2. Ben Simmons est un joueur très étrange, mais il mérite sans doute aussi d’être dans le 5 titulaire. Malgré une petite baisse de régime, notamment au rebond, ses stats restent historiques pour un rookie avec 16.7 pts, 7.8 rbds et 7.3 pds. Curieusement, c’est sans doute sa défense qui lui vaut sa place chez les titulaires: comparé à la majorité des rookies, pour qui les tâches défensives sont d’une complexité extrême, Simmons a tout de suite semblé à l’aise de ce côté du terrain, grâce à sa grande mobilité et sa très bonne lecture du jeu. La défense était pourtant l’un des aspects inquiétants du jeu de Simmons à la fac: il faut croire qu’il s’agissait plus de désintérêt que d’autre chose.
Beaucoup de questions subsistent autour de Simmons. Le jeune Australien est incapable de shooter de loin à un point qui est inquiétant, une inefficacité qui handicape sans aucun doute les Sixers dans les fins de match et limite les possibilités de le faire jouer sans ballon; lorsqu’il a la balle, les adversaires bouchent l’accès à la raquette et lui offrent avec plaisir des tirs à mi-distance, conscient qu’il n’est pas dangereux dans cette zone. Ajoutez à cela un pourcentage plus que médiocre aux lancers (56.3 %), et on comprendra que Simmons est un joueur offensif très particulier, dont les manques sont criants.
Cela étant, Simmons compense par une vision du jeu exceptionnelle, un superbe timing au rebond et une vitesse phénoménale pour un joueur de sa taille. Son profil n’a quasiment pas d’équivalent dans la ligue, et sa réelle capacité de progression est un point d’interrogation. Ce qui n’empêche pas que ce qu’il réalise pour sa saison rookie est remarquable.

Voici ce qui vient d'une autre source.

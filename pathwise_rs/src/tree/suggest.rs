//! Tab completion.
//!
//! The engine walks the tree with the tokens *before* the one being typed,
//! the same way matching does but without committing to a single branch:
//! every structurally reachable node contributes. At the position being
//! completed each child offers its candidates (literal spellings, provider
//! output, or the type's static list), optionally followed by flag names.
//! Completion never fails; malformed input just yields fewer candidates.

use std::collections::HashSet;

use super::{NodeId, ParameterNode};
use crate::argument::{Argument, FlagData};
use crate::command::Command;
use crate::config::DispatchConfig;
use crate::flags::looks_like_flag;
use crate::input::ArgumentInput;
use crate::provider::SuggestionContext;
use crate::source::{Source, permits};

pub struct SuggestionEngine<'a> {
    command: &'a Command,
    config: &'a DispatchConfig,
    source: &'a dyn Source,
}

struct Completion<'t> {
    tokens: &'t [String],
    /// Index of the token being completed.
    last: usize,
    partial: &'t str,
}

impl<'a> SuggestionEngine<'a> {
    pub fn new(command: &'a Command, config: &'a DispatchConfig, source: &'a dyn Source) -> Self {
        Self {
            command,
            config,
            source,
        }
    }

    /// Candidates for the last token of `input` (or a new token after a
    /// trailing space). Token 0 is the command label.
    pub fn suggest(&self, input: &ArgumentInput) -> Vec<String> {
        let tokens = input.tokens();
        if tokens.is_empty() {
            return Vec::new();
        }
        let (last, partial) = if input.ends_with_space() {
            (tokens.len(), "")
        } else {
            (tokens.len() - 1, tokens[tokens.len() - 1].as_str())
        };
        if !self.command.ignores_completion_permissions()
            && !permits(self.source, self.command.permission())
        {
            return Vec::new();
        }

        let completion = Completion {
            tokens,
            last,
            partial,
        };
        let mut raw = Vec::new();
        if last == 0 {
            raw.extend(self.command.labels().map(str::to_string));
        } else {
            let mut seen = HashSet::new();
            self.walk(self.command.tree().root(), 1, &completion, &mut seen, &mut raw);
        }
        let out = self.finalize(raw, partial);
        tracing::trace!(command = %self.command.name(), partial, count = out.len(), "suggestions");
        out
    }

    fn walk(
        &self,
        id: NodeId,
        index: usize,
        completion: &Completion<'_>,
        seen: &mut HashSet<(NodeId, usize)>,
        out: &mut Vec<String>,
    ) {
        if index > completion.last || !seen.insert((id, index)) {
            return;
        }
        if index == completion.last {
            self.collect(id, completion, out);
            return;
        }

        let tree = self.command.tree();
        let token = completion.tokens[index].as_str();

        if looks_like_flag(token)
            && let Some(flags) = self.flags_in_scope(id, token)
        {
            match flags.iter().find(|f| !f.is_switch()) {
                Some(valued) if index + 1 == completion.last => {
                    self.flag_value_candidates(valued, completion, out);
                }
                Some(_) => self.walk(id, index + 2, completion, seen, out),
                None => self.walk(id, index + 1, completion, seen, out),
            }
            return;
        }

        let case_sensitive = self.config.case_sensitive_literals;
        for child in tree.children(id) {
            if !self.permitted(child) {
                continue;
            }
            if child.is_greedy() {
                // The greedy value is still being typed.
                self.argument_candidates(child.argument(), completion, out);
                continue;
            }
            if child.accepts(token, case_sensitive) {
                self.walk(child.id(), index + child.argument().arity(), completion, seen, out);
            }
        }
        if self.config.optional_skipping {
            for child in tree.children(id).filter(|c| c.is_optional() && !c.is_greedy()) {
                self.walk(child.id(), index, completion, seen, out);
            }
        }
    }

    fn collect(&self, id: NodeId, completion: &Completion<'_>, out: &mut Vec<String>) {
        let tree = self.command.tree();
        for child in tree.children(id) {
            if !self.permitted(child) {
                continue;
            }
            self.argument_candidates(child.argument(), completion, out);
            if self.config.overlapping_optional_suggestions && child.is_optional() {
                self.collect_overlap(child, completion, out);
            }
        }

        let partial = completion.partial;
        if self.config.suggest_flags && (partial.is_empty() || partial.starts_with('-')) {
            for &pathway in tree.node(id).scope() {
                for flag in tree.pathway(pathway).flags() {
                    if self.command.ignores_completion_permissions()
                        || permits(self.source, flag.required_permission())
                    {
                        out.extend(flag.spellings());
                    }
                }
            }
        }
    }

    /// Optional positions right after an optional one, as long as the type
    /// changes; the user may be skipping ahead.
    fn collect_overlap(
        &self,
        start: &ParameterNode,
        completion: &Completion<'_>,
        out: &mut Vec<String>,
    ) {
        let tree = self.command.tree();
        let mut frontier = vec![start];
        while let Some(node) = frontier.pop() {
            for next in tree.children(node.id()) {
                if next.is_optional()
                    && next.argument().type_name() != node.argument().type_name()
                    && self.permitted(next)
                {
                    self.argument_candidates(next.argument(), completion, out);
                    frontier.push(next);
                }
            }
        }
    }

    fn flags_in_scope(&self, id: NodeId, token: &str) -> Option<Vec<&'a FlagData>> {
        let tree = self.command.tree();
        tree.node(id)
            .scope()
            .iter()
            .find_map(|&p| tree.pathway(p).flag_extractor().extract(token).ok())
    }

    fn flag_value_candidates(
        &self,
        flag: &FlagData,
        completion: &Completion<'_>,
        out: &mut Vec<String>,
    ) {
        let context = self.context(completion);
        match (flag.suggestion_provider(), flag.input_type()) {
            (Some(provider), _) => out.extend(provider.provide(&context)),
            (None, Some(ty)) => out.extend(ty.suggestions()),
            (None, None) => {}
        }
    }

    fn argument_candidates(
        &self,
        argument: &Argument,
        completion: &Completion<'_>,
        out: &mut Vec<String>,
    ) {
        if argument.is_literal() {
            out.push(argument.name().to_string());
            out.extend(argument.aliases().iter().cloned());
            return;
        }
        match (argument.suggestion_provider(), argument.value_type()) {
            (Some(provider), _) => out.extend(provider.provide(&self.context(completion))),
            (None, Some(ty)) => out.extend(ty.suggestions()),
            (None, None) => {}
        }
    }

    fn context<'c>(&'c self, completion: &'c Completion<'_>) -> SuggestionContext<'c> {
        SuggestionContext {
            source: self.source,
            command: self.command.name(),
            preceding: &completion.tokens[..completion.last.min(completion.tokens.len())],
            partial: completion.partial,
        }
    }

    fn permitted(&self, node: &ParameterNode) -> bool {
        self.command.ignores_completion_permissions()
            || permits(self.source, node.argument().required_permission())
    }

    /// Prefix filter (ASCII case-insensitive), de-duplicate, cap.
    fn finalize(&self, candidates: Vec<String>, partial: &str) -> Vec<String> {
        let prefix = partial.to_lowercase();
        let mut seen = HashSet::new();
        let mut out: Vec<String> = candidates
            .into_iter()
            .filter(|c| c.to_lowercase().starts_with(&prefix))
            .filter(|c| seen.insert(c.clone()))
            .collect();
        if self.config.max_suggestions > 0 {
            out.truncate(self.config.max_suggestions);
        }
        out
    }
}

#[cfg(test)]
mod tests {
    use std::sync::Arc;

    use super::*;
    use crate::pathway::Pathway;
    use crate::provider::StaticSuggestions;
    use crate::source::{ConsoleSource, PermissionedSource};
    use crate::types::{BooleanType, DurationType, IntegerType, SharedType, StringType};

    fn word() -> SharedType {
        Arc::new(StringType::word())
    }

    fn give() -> Command {
        Command::builder("give")
            .pathway(
                Pathway::builder()
                    .argument(
                        Argument::value("player", word())
                            .suggest_with(Arc::new(StaticSuggestions::new(["Steve", "Alex"]))),
                    )
                    .argument(Argument::value("item", word()).suggest_with(Arc::new(
                        StaticSuggestions::new(["diamond", "dirt", "stone"]),
                    )))
                    .argument(Argument::value("amount", Arc::new(IntegerType)).default_value("1"))
                    .flag(FlagData::switch("silent").alias("s"))
                    .build()
                    .unwrap(),
            )
            .build()
            .unwrap()
    }

    fn suggest(command: &Command, config: &DispatchConfig, line: &str) -> Vec<String> {
        SuggestionEngine::new(command, config, &ConsoleSource).suggest(&ArgumentInput::split(line))
    }

    #[test]
    fn test_completes_current_position_only() {
        let cmd = give();
        let config = DispatchConfig::default();
        assert_eq!(suggest(&cmd, &config, "give Steve dia"), vec!["diamond"]);
        assert_eq!(suggest(&cmd, &config, "give Steve di"), vec!["diamond", "dirt"]);
        assert_eq!(suggest(&cmd, &config, "give a"), vec!["Alex"]);
    }

    #[test]
    fn test_trailing_space_offers_next_position_and_flags() {
        let cmd = give();
        let config = DispatchConfig::default();
        assert_eq!(
            suggest(&cmd, &config, "give Steve "),
            vec!["diamond", "dirt", "stone", "--silent", "-s"]
        );
        let no_flags = DispatchConfig {
            suggest_flags: false,
            ..DispatchConfig::default()
        };
        assert_eq!(suggest(&cmd, &no_flags, "give Steve -").len(), 0);
        assert_eq!(suggest(&cmd, &config, "give Steve --s"), vec!["--silent"]);
    }

    #[test]
    fn test_flags_are_stepped_over() {
        let cmd = give();
        let config = DispatchConfig::default();
        assert_eq!(suggest(&cmd, &config, "give -s Steve st"), vec!["stone"]);
    }

    #[test]
    fn test_valued_flag_offers_its_values() {
        let cmd = Command::builder("mute")
            .pathway(
                Pathway::builder()
                    .argument(Argument::value("player", word()))
                    .flag(FlagData::valued("time", Arc::new(DurationType)).alias("t"))
                    .build()
                    .unwrap(),
            )
            .build()
            .unwrap();
        let config = DispatchConfig::default();
        assert_eq!(suggest(&cmd, &config, "mute Steve -t 1"), vec!["1h", "1d"]);
    }

    #[test]
    fn test_malformed_input_never_fails() {
        let cmd = give();
        let config = DispatchConfig::default();
        assert_eq!(suggest(&cmd, &config, "give -zz dia"), vec!["diamond"]);
        assert!(suggest(&cmd, &config, "give a b c d e f").is_empty());
    }

    #[test]
    fn test_permissions_filter_unless_ignored() {
        let build = |ignore: bool| {
            let mut builder = Command::builder("admin");
            if ignore {
                builder = builder.ignore_completion_permissions();
            }
            builder
                .pathway(
                    Pathway::builder()
                        .argument(Argument::literal("stop").permission("admin.stop"))
                        .build()
                        .unwrap(),
                )
                .pathway(
                    Pathway::builder()
                        .argument(Argument::literal("status"))
                        .build()
                        .unwrap(),
                )
                .build()
                .unwrap()
        };
        let guest = PermissionedSource::new("guest");
        let config = DispatchConfig::default();
        let input = ArgumentInput::split("admin st");
        let strict = build(false);
        assert_eq!(
            SuggestionEngine::new(&strict, &config, &guest).suggest(&input),
            vec!["status"]
        );
        let open = build(true);
        assert_eq!(
            SuggestionEngine::new(&open, &config, &guest).suggest(&input),
            vec!["stop", "status"]
        );
    }

    #[test]
    fn test_overlapping_optional_suggestions() {
        let cmd = Command::builder("config")
            .pathway(
                Pathway::builder()
                    .argument(Argument::value("enabled", Arc::new(BooleanType::strict())).optional())
                    .argument(Argument::value("delay", Arc::new(DurationType)).optional())
                    .build()
                    .unwrap(),
            )
            .build()
            .unwrap();
        let plain = DispatchConfig {
            suggest_flags: false,
            ..DispatchConfig::default()
        };
        assert_eq!(suggest(&cmd, &plain, "config "), vec!["true", "false"]);
        let overlapping = DispatchConfig {
            overlapping_optional_suggestions: true,
            ..plain
        };
        assert_eq!(
            suggest(&cmd, &overlapping, "config "),
            vec!["true", "false", "30s", "5m", "1h", "1d"]
        );
    }

    #[test]
    fn test_max_suggestions_truncates() {
        let cmd = give();
        let config = DispatchConfig {
            max_suggestions: 2,
            ..DispatchConfig::default()
        };
        assert_eq!(suggest(&cmd, &config, "give Steve ").len(), 2);
    }
}
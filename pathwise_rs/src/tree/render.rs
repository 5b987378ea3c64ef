use super::{CommandTree, NodeId};

impl CommandTree {
    /// Box-drawing view of the tree. Terminal nodes are marked with `*`.
    ///
    /// ```text
    /// give
    /// └── <player:string>
    ///     ├── all *
    ///     └── <item:string> *
    /// ```
    pub fn render(&self) -> String {
        let root = self.node(self.root());
        let mut out = root.argument().name().to_string();
        if root.is_terminal() {
            out.push_str(" *");
        }
        out.push('\n');
        let mut prefix_parts = Vec::new();
        self.render_children(self.root(), &mut prefix_parts, &mut out);
        out
    }

    fn render_children(&self, id: NodeId, prefix_parts: &mut Vec<bool>, out: &mut String) {
        let children = self.node(id).children();
        for (i, child) in children.iter().enumerate() {
            let is_last = i + 1 == children.len();
            let mut prefix = String::new();
            for &has_more in prefix_parts.iter() {
                if has_more {
                    prefix.push_str("│   ");
                } else {
                    prefix.push_str("    ");
                }
            }
            let branch = if is_last { "└── " } else { "├── " };
            let node = self.node(*child);
            let marker = if node.is_terminal() { " *" } else { "" };
            out.push_str(&format!("{}{}{}{}\n", prefix, branch, node.label(), marker));

            prefix_parts.push(!is_last);
            self.render_children(*child, prefix_parts, out);
            prefix_parts.pop();
        }
    }
}
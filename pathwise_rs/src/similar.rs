//! "Did you mean" lookups.

use strsim::levenshtein;

/// Closest candidate within `max_distance` edits, compared case-insensitively.
/// Exact matches are not suggestions.
pub(crate) fn suggest_similar<'a, I>(input: &str, candidates: I, max_distance: usize) -> Option<&'a str>
where
    I: IntoIterator<Item = &'a str>,
{
    let input_lower = input.to_lowercase();
    let mut best_match: Option<(&str, usize)> = None;

    for candidate in candidates {
        let distance = levenshtein(&input_lower, &candidate.to_lowercase());
        if distance == 0 || distance > max_distance {
            continue;
        }
        match best_match {
            Some((_, best)) if distance >= best => {}
            _ => best_match = Some((candidate, distance)),
        }
    }

    best_match.map(|(candidate, _)| candidate)
}

#[cfg(test)]
mod tests {
    use super::*;

    #[test]
    fn test_suggest_similar_picks_closest() {
        let labels = ["give", "gamemode", "ban"];
        assert_eq!(suggest_similar("gvie", labels, 2), Some("give"));
        assert_eq!(suggest_similar("BNA", labels, 2), Some("ban"));
        assert_eq!(suggest_similar("teleport", labels, 2), None);
        assert_eq!(suggest_similar("give", labels, 2), None);
    }
}
impl ArgumentType for RecordType {
    fn name(&self) -> &str {
        &self.name
    }

    fn identity(&self) -> String {
        let fields: Vec<String> = self
            .fields
            .iter()
            .map(|(field, ty)| format!("{}:{}", field, ty.identity()))
            .collect();
        let delimiter = self.delimiter.map(String::from).unwrap_or_default();
        format!("{}{{{}|{}}}", self.name, delimiter, fields.join(","))
    }

    fn matches_input(&self, token: &str) -> bool {
        match self.delimiter {
            Some(d) => {
                let pieces: Vec<&str> = token.split(d).collect();
                pieces.len() == self.fields.len()
                    && pieces
                        .iter()
                        .zip(&self.fields)
                        .all(|(piece, (_, ty))| ty.matches_input(piece))
            }
            None => self
                .fields
                .first()
                .is_some_and(|(_, ty)| ty.matches_input(token)),
        }
    }

    fn arity(&self) -> usize {
        match self.delimiter {
            Some(_) => 1,
            None => self.fields.len().max(1),
        }
    }

    fn parse(
        &self,
        cursor: &mut Cursor<'_>,
        context: &ParseContext<'_>,
    ) -> Result<Parsed, ArgumentParseError> {
        let mut values = Vec::with_capacity(self.fields.len());
        match self.delimiter {
            Some(d) => {
                let token = cursor.current_raw().unwrap_or_default().to_string();
                for index in 0..self.fields.len() {
                    if cursor.token_exhausted() {
                        return Err(ArgumentParseError::new(
                            token,
                            self.name.clone(),
                            format!("expected {} components", self.fields.len()),
                        ));
                    }
                    let piece = cursor.collect_before_first(d);
                    values.push((self.fields[index].0.clone(), self.parse_component(index, &piece, context)?));
                }
                if !cursor.token_exhausted() {
                    return Err(ArgumentParseError::new(
                        token,
                        self.name.clone(),
                        format!("expected {} components", self.fields.len()),
                    ));
                }
                cursor.skip_raw(1);
                Ok(Parsed::single(Value::Record(values)))
            }
            None => {
                for index in 0..self.fields.len() {
                    let piece = take_token(cursor, &self.name)?;
                    values.push((self.fields[index].0.clone(), self.parse_component(index, &piece, context)?));
                }
                Ok(Parsed {
                    value: Value::Record(values),
                    consumed: self.fields.len(),
                })
            }
        }
    }
}

#[cfg(test)]
mod tests {
    use std::sync::Arc;

    use super::*;
    use crate::input::ArgumentInput;
    use crate::source::ConsoleSource;

    fn parse_with(ty: &dyn ArgumentType, tokens: &[&str]) -> Result<Parsed, ArgumentParseError> {
        let input = ArgumentInput::from_tokens(tokens.iter().copied());
        let mut cursor = Cursor::new(&input);
        let source = ConsoleSource;
        let context = ParseContext {
            argument: "arg",
            source: &source,
        };
        ty.parse(&mut cursor, &context)
    }

    #[test]
    fn test_integer_shape_and_parse() {
        assert!(IntegerType.matches_input("-42"));
        assert!(!IntegerType.matches_input("4.2"));
        assert!(!IntegerType.matches_input("diamond"));
        let parsed = parse_with(&IntegerType, &["17"]).unwrap();
        assert_eq!(parsed, Parsed::single(Value::Integer(17)));
        let overflow = parse_with(&IntegerType, &["99999999999999999999"]).unwrap_err();
        assert_eq!(overflow.reason, "out of range");
    }

    #[test]
    fn test_decimal_accepts_integers_and_fractions() {
        assert!(DecimalType.matches_input("12"));
        assert!(DecimalType.matches_input("-.5"));
        assert!(!DecimalType.matches_input("nan"));
        let parsed = parse_with(&DecimalType, &["2.5"]).unwrap();
        assert_eq!(parsed.value, Value::Decimal(2.5));
    }

    #[test]
    fn test_boolean_variants() {
        let strict = BooleanType::strict();
        assert!(!strict.matches_input("yes"));
        let loose = BooleanType::with_variants();
        assert!(loose.matches_input("YES"));
        let parsed = parse_with(&loose, &["off"]).unwrap();
        assert_eq!(parsed.value, Value::Boolean(false));
    }

    #[test]
    fn test_choice_is_case_insensitive_and_canonical() {
        let mode = ChoiceType::new("gamemode", ["survival", "creative"]);
        assert!(mode.matches_input("CREATIVE"));
        let parsed = parse_with(&mode, &["Creative"]).unwrap();
        assert_eq!(parsed.value, Value::from("creative"));
        let err = parse_with(&mode, &["spectator"]).unwrap_err();
        assert!(err.reason.contains("survival, creative"));
    }

    #[test]
    fn test_duration_sums_units() {
        assert!(DurationType.matches_input("1h30m"));
        assert!(!DurationType.matches_input("griefing"));
        let parsed = parse_with(&DurationType, &["1h30m"]).unwrap();
        assert_eq!(parsed.value, Value::Duration(Duration::from_secs(5_400)));
    }

    #[test]
    fn test_greedy_string_consumes_rest() {
        let parsed = parse_with(&StringType::greedy(), &["for", "being", "rude"]).unwrap();
        assert_eq!(parsed.consumed, 3);
        assert_eq!(parsed.value, Value::from("for being rude"));
    }

    #[test]
    fn test_delimited_record_reads_characters() {
        let location = RecordType::delimited(
            "location",
            ';',
            vec![
                ("world".to_string(), Arc::new(StringType::word()) as SharedType),
                ("x".to_string(), Arc::new(DecimalType) as SharedType),
                ("y".to_string(), Arc::new(DecimalType) as SharedType),
                ("z".to_string(), Arc::new(DecimalType) as SharedType),
            ],
        );
        assert!(location.matches_input("world;12;64;12"));
        assert!(!location.matches_input("world;12;64"));
        let parsed = parse_with(&location, &["world;12;64;12"]).unwrap();
        assert_eq!(parsed.consumed, 1);
        assert_eq!(parsed.value.field("world"), Some(&Value::from("world")));
        assert_eq!(parsed.value.field("y"), Some(&Value::Decimal(64.0)));
    }

    #[test]
    fn test_spread_record_consumes_one_token_per_field() {
        let point = RecordType::spread(
            "point",
            vec![
                ("x".to_string(), Arc::new(IntegerType) as SharedType),
                ("y".to_string(), Arc::new(IntegerType) as SharedType),
            ],
        );
        assert_eq!(point.arity(), 2);
        let parsed = parse_with(&point, &["3", "4"]).unwrap();
        assert_eq!(parsed.consumed, 2);
        let err = parse_with(&point, &["3", "four"]).unwrap_err();
        assert!(err.reason.starts_with("y:"));
    }
}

3. La décision devient plus corsée pour le deuxième poste de titulaire dans le backcourt. Comment départager Donovan Mitchell et Jamal Murray, les deux meilleurs marqueurs avec Simmons et Embiid? Mitchell et Murray sont dans des situations assez similaires, dans des équipes correctes (Denver) ou moyennes (Utah), où ils cohabitent avec des playmakers au profil original: un meneur incapable de shooter (Rubio) et un pivot passeur autour duquel gravite toute l’équipe (Jokic). Mettons leurs stats avancées côte à côte, pour résoudre le dilemme:
FG% | 3P% | Pts/possession | Usage | Turnover % | Pourcentage de shoots assistés | |
Murray | 45 | 37.4 | 1.17 | 23.4 | 13 | 51 |
Mitchell | 44.3 | 34.5 | 1.09 | 29 | 12.9 | 36 |
Voilà des chiffres remarquablement proches. Murray a la réputation d’être un meilleur pur shooteur, ce qu’il est sans doute, mais la différence de pourcentage à 3-pts n’est pas colossale, d’autant que Mitchell en prend plus par match. Tous deux ont le même pourcentage de balles perdues, qui est d’ailleurs assez bon pour des rookies (en comparaison, Simmons est à 17.7 %) et un pourcentage d’assists également comparable. Tous deux sont également des défenseurs corrects, sans être encore très décisifs. Une différence apparaît clairement, néanmoins: avec un Usage de 29 %, Mitchell a plus de responsabilités offensives que Murray, comme le montre l’écart dans le pourcentage de tirs provenant de passes décisives: pour le dire autrement, Mitchell doit plus souvent se créer son tir que Murray, qui est dans la situation plus confortable d’un arrière attendant le catch-and-shoot. Que Mitchell parvienne à être aussi efficace offensivement malgré ces responsabilités est assez remarquable pour un rookie, d’autant que son équipe, sans être bonne, parvient à conserver un bilan à peu près honorable. Cette responsabilité supplémentaire offre le poste de titulaire à Mitchell, d’une courte tête.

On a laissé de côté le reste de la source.